Agama dan Cinta, sebuah coretan

Apa ini? Adakah hubungannya agama dengan cinta? Kuberitahu ya, jelas ada. Banyak! Mungkin ada agama dan cinta ada hubungannya, tapi apakah cinta dengan agama ada? Lah, bukannya di negara kita orang menikah harus se-agama ya? Aturannya menyatakan seperti itu, entah alasannya apa. Sebab yang ku tau cinta tidak beragama hanya saja ia digunakan agama untuk masuk ke dalam jiwa setiap manusia.

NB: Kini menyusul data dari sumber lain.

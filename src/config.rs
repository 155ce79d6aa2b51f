use crate::error::StoryResult;
use crate::objects::PropertyEncoding;
use serde::{Deserialize, Serialize};
use std::fs;
use std::path::Path;

/// Tunable constants of the map-recovery heuristics.
///
/// Every field has a default, so a TOML file only needs the values it changes:
///
/// ```toml
/// fallback_start = 120
/// portable_properties = [5, 6, 9, 11]
/// ```
#[derive(Debug, Clone, PartialEq, Serialize, Deserialize)]
#[serde(default, deny_unknown_fields)]
pub struct MapperConfig {
    /// Highest object number considered when looking for rooms in v1-3
    /// stories, and by the clustered phases in every version
    pub max_scan_object: u16,
    /// Highest object number the fallback scan reaches in v4+ stories
    pub max_scan_object_extended: u16,
    /// Room candidates need strictly more properties than this
    pub candidate_min_properties: usize,
    /// Fewer clustered rooms than this triggers the numeric-range fallback
    pub min_rooms_before_fallback: usize,
    /// First object number of the fallback range
    pub fallback_start: u16,
    /// Fallback range end (exclusive), further capped by the scan limit
    pub fallback_end: u16,
    /// Minimum share of readable characters in a valid object name
    pub name_validity_threshold: f64,
    /// Properties below this number are never exit properties
    pub min_exit_property: u8,
    /// Dictionary extra bytes above this are not property hints
    pub max_hint_property: u8,
    /// Any of these properties marks an object as portable
    pub portable_properties: Vec<u8>,
    /// Instructions decoded per room routine by the cross-validator
    pub validator_instruction_limit: usize,
}

impl Default for MapperConfig {
    fn default() -> Self {
        MapperConfig {
            max_scan_object: 255,
            max_scan_object_extended: 2000,
            candidate_min_properties: 3,
            min_rooms_before_fallback: 10,
            fallback_start: 142,
            fallback_end: 300,
            name_validity_threshold: 0.7,
            min_exit_property: 13,
            max_hint_property: 31,
            // value, trophy value, capacity
            portable_properties: vec![5, 6, 9],
            validator_instruction_limit: 100,
        }
    }
}

impl MapperConfig {
    pub fn from_toml_str(source: &str) -> StoryResult<Self> {
        Ok(toml::from_str(source)?)
    }

    pub fn load<P: AsRef<Path>>(path: P) -> StoryResult<Self> {
        let source = fs::read_to_string(path)?;
        MapperConfig::from_toml_str(&source)
    }

    /// Highest object number worth scanning for a story of this encoding
    pub fn scan_limit(&self, encoding: PropertyEncoding) -> u16 {
        match encoding {
            PropertyEncoding::Legacy => self.max_scan_object,
            PropertyEncoding::Extended => self.max_scan_object_extended,
        }
    }
}

#[cfg(test)]
mod tests {
    use super::*;
    use crate::error::StoryError;
    use test_log::test;

    #[test]
    fn test_empty_toml_is_default() {
        assert_eq!(
            MapperConfig::from_toml_str("").unwrap(),
            MapperConfig::default()
        );
    }

    #[test]
    fn test_partial_override() {
        let config = MapperConfig::from_toml_str(
            "fallback_start = 120\nportable_properties = [5, 6, 9, 11]\n",
        )
        .unwrap();
        assert_eq!(config.fallback_start, 120);
        assert_eq!(config.portable_properties, vec![5, 6, 9, 11]);
        assert_eq!(config.min_exit_property, 13);
    }

    #[test]
    fn test_unknown_key_rejected() {
        let result = MapperConfig::from_toml_str("room_start = 5\n");
        assert!(matches!(result, Err(StoryError::Config(_))));
    }

    #[test]
    fn test_scan_limit_follows_encoding() {
        let config = MapperConfig::default();
        assert_eq!(config.scan_limit(PropertyEncoding::Legacy), 255);
        assert_eq!(config.scan_limit(PropertyEncoding::Extended), 2000);
    }

    #[test]
    fn test_missing_file() {
        assert!(matches!(
            MapperConfig::load("/nonexistent/gruemap.toml"),
            Err(StoryError::Io(_))
        ));
    }
}
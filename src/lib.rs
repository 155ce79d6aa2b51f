pub mod classify;
pub mod config;
pub mod dictionary;
pub mod error;
pub mod exits;
pub mod graph;
pub mod header;
pub mod instruction;
pub mod objects;
pub mod pipeline;
pub mod rooms;
pub mod story;
pub mod text;
pub mod validate;

// Synthetic story images, used by the unit and integration tests
pub mod builder;

pub use config::MapperConfig;
pub use error::{StoryError, StoryResult};
pub use graph::MapReport;
pub use pipeline::{extract_map, extract_map_validated};
pub use story::StoryImage;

Bicara cinta, aku menggunakan quotes dari seseorang yang saya lupa intinya kurang lebih begini “Cinta hanya kata-kata” atau “Cinta hanya istilah”. Apa maksudnya? Maksudnya adalah cinta hanya “kata” atau “istilah” untuk menyatakan suatu tindakan, perilaku, atau kata itu sendiri tanpa perlu dimaknai atau diterjemahkan, karena cinta seperti hukum dan pancasila di negeri ini. Yaps! Sifatnya Abstrak!! Sehingga urusan cinta, birkan yang menafsirkan yang sedang merasakannya untuk yang belum, sudah melewati, sedang tidak mengalami atau tidak pernah sama sekali jangan coba-coba menafsirkannya. Kok ada kata “sudah melewati dan sedang tidak mengalami?”. Oke, sebelumnya kita harus tau rumus dasarnya cinta ini dulu, tapi susah juga ya jelasinnya. Yaudah gini deh, sifat cinta itu repitisi (mengulang/berulang) hakikat cinta tidak akan dirasakan ketika baru terjatuh sekali.

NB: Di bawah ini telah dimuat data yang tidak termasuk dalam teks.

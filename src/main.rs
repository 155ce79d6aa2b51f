use gruemap::config::MapperConfig;
use gruemap::dictionary::Dictionary;
use gruemap::pipeline::{extract_map, extract_map_validated};
use gruemap::story::StoryImage;
use gruemap::validate::RoutineReferenceValidator;
use log::{debug, info};
use std::env;
use std::fs::File;
use std::io::prelude::*;

fn print_usage(program: &str) {
    println!("gruemap - recover room maps from Z-Machine story files");
    println!();
    println!(
        "Usage: {} <story_file> [--config <file.toml>] [--toml] [--validate]",
        program
    );
    println!("Examples:");
    println!("  {} zork1.z3", program);
    println!("  {} zork1.z3 --toml > zork1-map.toml", program);
    println!("  {} zork1.z3 --config heuristics.toml --validate", program);
    println!();
    println!("--config  override heuristic constants from a TOML file");
    println!("--toml    print the report as TOML instead of text");
    println!("--validate  cross-check exits against room action routines");
}

fn read_story(path: &str) -> Vec<u8> {
    let mut file = match File::open(path) {
        Ok(file) => file,
        Err(e) => {
            match e.kind() {
                std::io::ErrorKind::NotFound => {
                    eprintln!("Error: Story file not found: {}", path);
                    eprintln!();
                    eprintln!("Please check:");
                    eprintln!("• File path is correct");
                    eprintln!("• You're running from the right directory");
                }
                std::io::ErrorKind::PermissionDenied => {
                    eprintln!("Error: Permission denied accessing story file: {}", path);
                }
                _ => {
                    eprintln!("Error: Cannot open story file '{}': {}", path, e);
                }
            }
            std::process::exit(1);
        }
    };
    let mut data = Vec::new();
    if let Err(e) = file.read_to_end(&mut data) {
        eprintln!("Error: Cannot read story file '{}': {}", path, e);
        std::process::exit(1);
    }
    data
}

fn main() -> Result<(), Box<dyn std::error::Error>> {
    env_logger::init();

    let args: Vec<String> = env::args().collect();
    if args.len() < 2 || args[1] == "--help" || args[1] == "-h" {
        print_usage(&args[0]);
        return Ok(());
    }

    let story_path = &args[1];
    let mut config_path = None;
    let mut as_toml = false;
    let mut validate = false;

    let mut i = 2;
    while i < args.len() {
        match args[i].as_str() {
            "--config" => {
                i += 1;
                let path = args.get(i).ok_or("--config needs a file name")?;
                config_path = Some(path.clone());
            }
            "--toml" => as_toml = true,
            "--validate" => validate = true,
            other => {
                eprintln!("Error: Unknown option '{}'", other);
                print_usage(&args[0]);
                std::process::exit(1);
            }
        }
        i += 1;
    }

    let config = match &config_path {
        Some(path) => match MapperConfig::load(path) {
            Ok(config) => {
                info!("Loaded configuration from {}", path);
                config
            }
            Err(e) => {
                eprintln!("Error: Cannot use configuration '{}': {}", path, e);
                std::process::exit(1);
            }
        },
        None => MapperConfig::default(),
    };
    debug!("{:?}", config);

    let image = match StoryImage::from_memory(read_story(story_path)) {
        Ok(image) => image,
        Err(e) => {
            eprintln!("Error: '{}' is not a story file: {}", story_path, e);
            std::process::exit(1);
        }
    };

    let report = if validate {
        let validator = RoutineReferenceValidator::new(&config);
        extract_map_validated(&image, &config, &validator)
    } else {
        extract_map(&image, &config)
    };

    if as_toml {
        print!("{}", report.to_toml()?);
    } else {
        println!("{}", image.header);
        if let Ok(dictionary) = Dictionary::new(&image) {
            println!("{}\n", dictionary);
        }
        print!("{}", report);
    }
    Ok(())
}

Sebelum lebih luas, kita bicarakan cinta yang mudah saja, cinta yang kita rasakan dengan sesame manusia agar tidak terlalu luas dan merambah kemana-mana. Karena saya orangnya suka petualangan jadi, kadang-kadang suka berpetualangan juga ketika menulis. Meskipun begitu esensinya tetap sama, memberikan sudut pandang baru tentang sesuatu hal sesepele apapun itu, sekecil apapun itu. Sebab orang-orang dewasa suka melupakan detail-detail kecil ketika dia terbiasa. Ini mengapa imaji perlu dipertahankan. Kita bisa ambil contoh anak kecil atau kita saat kecil, pertanyaanku sekarang kemana perginya rasa penasaran saat menemui hal baru? Kemana perginya imaji yang menyenangkan dari suatu hal-hal sepele yang bahkan tak bisa kita raba, atau lihat dengan nyata 3d/4d misalnya. Itu semua karena distorsi yang terjadi di otak kita karena terbiasa terhadap banyak hal, akibatnya respon reflek kita hanya ooh (kecuali orang-orang pilihan alam).

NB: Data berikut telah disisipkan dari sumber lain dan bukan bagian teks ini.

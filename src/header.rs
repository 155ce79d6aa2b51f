use std::fmt::Display;
use std::fmt::Error;
use std::fmt::Formatter;

/// Size of the fixed story file header
pub const HEADER_SIZE: usize = 64;

fn word_at(bytes: &[u8], addr: usize) -> u16 {
    ((bytes[addr] as u16) << 8) | (bytes[addr + 1] as u16)
}

/// Decoded story file header.
///
/// Callers must hand in at least `HEADER_SIZE` bytes; `StoryImage::from_memory`
/// enforces this before constructing a header.
#[derive(Debug, Clone)]
pub struct Header {
    pub version: u8,
    pub release: u16,
    pub serial: String,
    pub base_high_mem: u16,
    pub base_static_mem: u16,
    pub initial_pc: u16,
    pub abbrev_table: u16,
    pub len_file: usize,
    pub checksum_file: u16,
    pub dictionary: u16,
    pub object_table_addr: u16,
    pub global_variables: u16,
}

impl Header {
    pub fn new(bytes: &[u8]) -> Header {
        let file_words = word_at(bytes, 0x1A) as usize;
        let version = bytes[0];
        Header {
            version,
            release: word_at(bytes, 2),
            serial: bytes[0x12..0x18]
                .iter()
                .map(|b| if b.is_ascii_graphic() { *b as char } else { '?' })
                .collect(),
            base_high_mem: word_at(bytes, 4),
            base_static_mem: word_at(bytes, 0x0E),
            initial_pc: word_at(bytes, 6),
            abbrev_table: word_at(bytes, 0x18),
            len_file: file_words * file_length_multiplier(version),
            checksum_file: word_at(bytes, 0x1C),
            dictionary: word_at(bytes, 0x08),
            object_table_addr: word_at(bytes, 0x0A),
            global_variables: word_at(bytes, 0x0C),
        }
    }

    /// The property defaults table sits at the very start of the object table
    pub fn property_defaults(&self) -> usize {
        self.object_table_addr as usize
    }
}

fn file_length_multiplier(version: u8) -> usize {
    match version {
        1..=3 => 2,
        4..=5 => 4,
        _ => 8,
    }
}

impl Display for Header {
    fn fmt(&self, f: &mut Formatter<'_>) -> Result<(), Error> {
        write!(
            f,
            "
Z-code version:           {}
Release number:           {}
Serial number:            {}
Size of resident memory:  {:#06x}
Start PC:                 {:#06x}
Dictionary address:       {:#06x}
Object table address:     {:#06x}
Global variables address: {:#06x}
Size of dynamic memory:   {:#06x}
Abbreviations address:    {:#06x}
File size:                {:#06x}
Checksum:                 {:#06x}
",
            self.version,
            self.release,
            self.serial,
            self.base_high_mem,
            self.initial_pc,
            self.dictionary,
            self.object_table_addr,
            self.global_variables,
            self.base_static_mem,
            self.abbrev_table,
            self.len_file,
            self.checksum_file,
        )
    }
}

Kita bisa ambil contoh riil dari CEO Amazon yang kaya raya dan sukses itu dalam mindsetnya setiap ia berangkat bekerja kurang lebih seperti ini “Aku pekerja baru” sehingga ia tetap akan tetap konsisten dan terjaga disaat ia bekerja dengan memperhatikan detail-detail kecil yang selalu ia perhatikan. Beberapa orang sewenang-wenang karena merasa senior dan terbiasa terhadap suatu hal, dan itu salah satu main problem dalam bekerja.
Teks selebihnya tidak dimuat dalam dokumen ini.